§ **REQUIRED WORK**
Find the word "placement" in the records and copy every line where it occurs.

[Saved data entries]
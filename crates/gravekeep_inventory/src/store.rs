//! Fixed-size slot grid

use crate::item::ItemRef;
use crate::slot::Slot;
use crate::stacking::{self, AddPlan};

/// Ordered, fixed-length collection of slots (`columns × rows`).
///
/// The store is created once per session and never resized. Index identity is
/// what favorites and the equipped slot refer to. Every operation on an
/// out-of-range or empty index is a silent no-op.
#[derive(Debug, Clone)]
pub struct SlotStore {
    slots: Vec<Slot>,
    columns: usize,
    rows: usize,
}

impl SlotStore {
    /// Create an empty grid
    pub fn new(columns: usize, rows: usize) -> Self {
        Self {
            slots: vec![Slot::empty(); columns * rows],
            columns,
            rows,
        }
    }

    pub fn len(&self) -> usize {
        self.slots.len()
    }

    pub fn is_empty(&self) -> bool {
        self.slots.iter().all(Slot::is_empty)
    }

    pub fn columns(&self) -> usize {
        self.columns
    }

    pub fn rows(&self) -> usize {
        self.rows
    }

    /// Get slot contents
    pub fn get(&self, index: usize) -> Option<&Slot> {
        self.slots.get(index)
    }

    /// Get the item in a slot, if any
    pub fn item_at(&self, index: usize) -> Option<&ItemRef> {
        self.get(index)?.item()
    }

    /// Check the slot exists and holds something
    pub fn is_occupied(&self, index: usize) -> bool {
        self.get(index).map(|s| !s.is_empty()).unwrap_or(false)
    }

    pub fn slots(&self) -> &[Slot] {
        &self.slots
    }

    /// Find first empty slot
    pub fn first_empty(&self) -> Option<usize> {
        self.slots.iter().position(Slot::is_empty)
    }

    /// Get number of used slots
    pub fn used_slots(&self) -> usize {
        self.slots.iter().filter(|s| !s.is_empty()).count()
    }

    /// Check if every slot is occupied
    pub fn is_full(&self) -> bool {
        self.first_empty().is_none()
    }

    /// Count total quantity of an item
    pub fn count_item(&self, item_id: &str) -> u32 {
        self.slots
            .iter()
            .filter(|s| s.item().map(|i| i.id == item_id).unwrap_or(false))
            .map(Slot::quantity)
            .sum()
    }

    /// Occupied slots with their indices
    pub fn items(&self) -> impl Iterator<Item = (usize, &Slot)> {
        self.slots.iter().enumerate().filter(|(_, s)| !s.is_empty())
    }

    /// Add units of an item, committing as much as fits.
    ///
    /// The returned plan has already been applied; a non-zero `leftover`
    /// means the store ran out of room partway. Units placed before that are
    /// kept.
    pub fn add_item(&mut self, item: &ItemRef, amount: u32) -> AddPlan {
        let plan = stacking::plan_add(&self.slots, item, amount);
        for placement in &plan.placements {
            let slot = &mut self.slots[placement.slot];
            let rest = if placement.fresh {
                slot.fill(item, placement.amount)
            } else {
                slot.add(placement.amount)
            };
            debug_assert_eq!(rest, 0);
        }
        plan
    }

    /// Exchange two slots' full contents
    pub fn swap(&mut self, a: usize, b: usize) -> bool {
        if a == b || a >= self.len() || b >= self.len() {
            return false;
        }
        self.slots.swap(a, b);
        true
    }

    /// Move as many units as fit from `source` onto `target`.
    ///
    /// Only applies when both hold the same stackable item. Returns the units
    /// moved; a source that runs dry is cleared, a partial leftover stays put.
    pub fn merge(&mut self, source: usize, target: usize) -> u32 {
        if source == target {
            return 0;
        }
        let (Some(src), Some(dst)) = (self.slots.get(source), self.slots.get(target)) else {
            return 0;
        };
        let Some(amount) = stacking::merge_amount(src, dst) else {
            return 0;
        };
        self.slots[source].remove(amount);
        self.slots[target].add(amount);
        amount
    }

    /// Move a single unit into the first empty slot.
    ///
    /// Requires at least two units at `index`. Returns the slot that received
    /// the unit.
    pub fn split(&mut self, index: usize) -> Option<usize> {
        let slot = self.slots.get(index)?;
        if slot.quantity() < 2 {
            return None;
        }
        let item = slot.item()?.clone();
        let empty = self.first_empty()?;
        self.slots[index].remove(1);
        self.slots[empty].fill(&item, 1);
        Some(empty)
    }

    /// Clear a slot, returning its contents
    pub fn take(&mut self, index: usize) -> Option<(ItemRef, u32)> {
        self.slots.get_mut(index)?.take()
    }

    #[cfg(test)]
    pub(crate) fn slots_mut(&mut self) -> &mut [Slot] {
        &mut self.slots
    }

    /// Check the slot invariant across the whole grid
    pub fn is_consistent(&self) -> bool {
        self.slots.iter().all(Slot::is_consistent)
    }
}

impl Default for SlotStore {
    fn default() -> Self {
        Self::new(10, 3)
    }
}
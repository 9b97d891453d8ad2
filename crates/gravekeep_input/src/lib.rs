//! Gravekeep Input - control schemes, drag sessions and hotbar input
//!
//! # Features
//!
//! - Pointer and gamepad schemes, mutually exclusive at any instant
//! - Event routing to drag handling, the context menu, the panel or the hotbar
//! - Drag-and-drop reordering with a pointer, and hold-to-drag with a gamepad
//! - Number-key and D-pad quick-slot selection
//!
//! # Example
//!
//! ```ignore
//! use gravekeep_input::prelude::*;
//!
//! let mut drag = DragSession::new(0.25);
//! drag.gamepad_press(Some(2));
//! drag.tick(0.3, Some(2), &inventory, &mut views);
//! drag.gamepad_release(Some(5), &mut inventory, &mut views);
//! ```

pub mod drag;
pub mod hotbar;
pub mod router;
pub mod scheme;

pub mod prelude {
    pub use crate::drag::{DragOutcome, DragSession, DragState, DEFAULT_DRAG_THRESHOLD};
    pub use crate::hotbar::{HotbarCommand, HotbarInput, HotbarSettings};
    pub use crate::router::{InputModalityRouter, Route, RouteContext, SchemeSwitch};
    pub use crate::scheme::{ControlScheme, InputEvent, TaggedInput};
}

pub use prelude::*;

§ **REPLY**
        for placement in &plan.placements {
            let slot = &mut self.slots[placement.slot];
            let rest = if placement.fresh {
                slot.fill(item, placement.amount)
                slot.add(placement.amount)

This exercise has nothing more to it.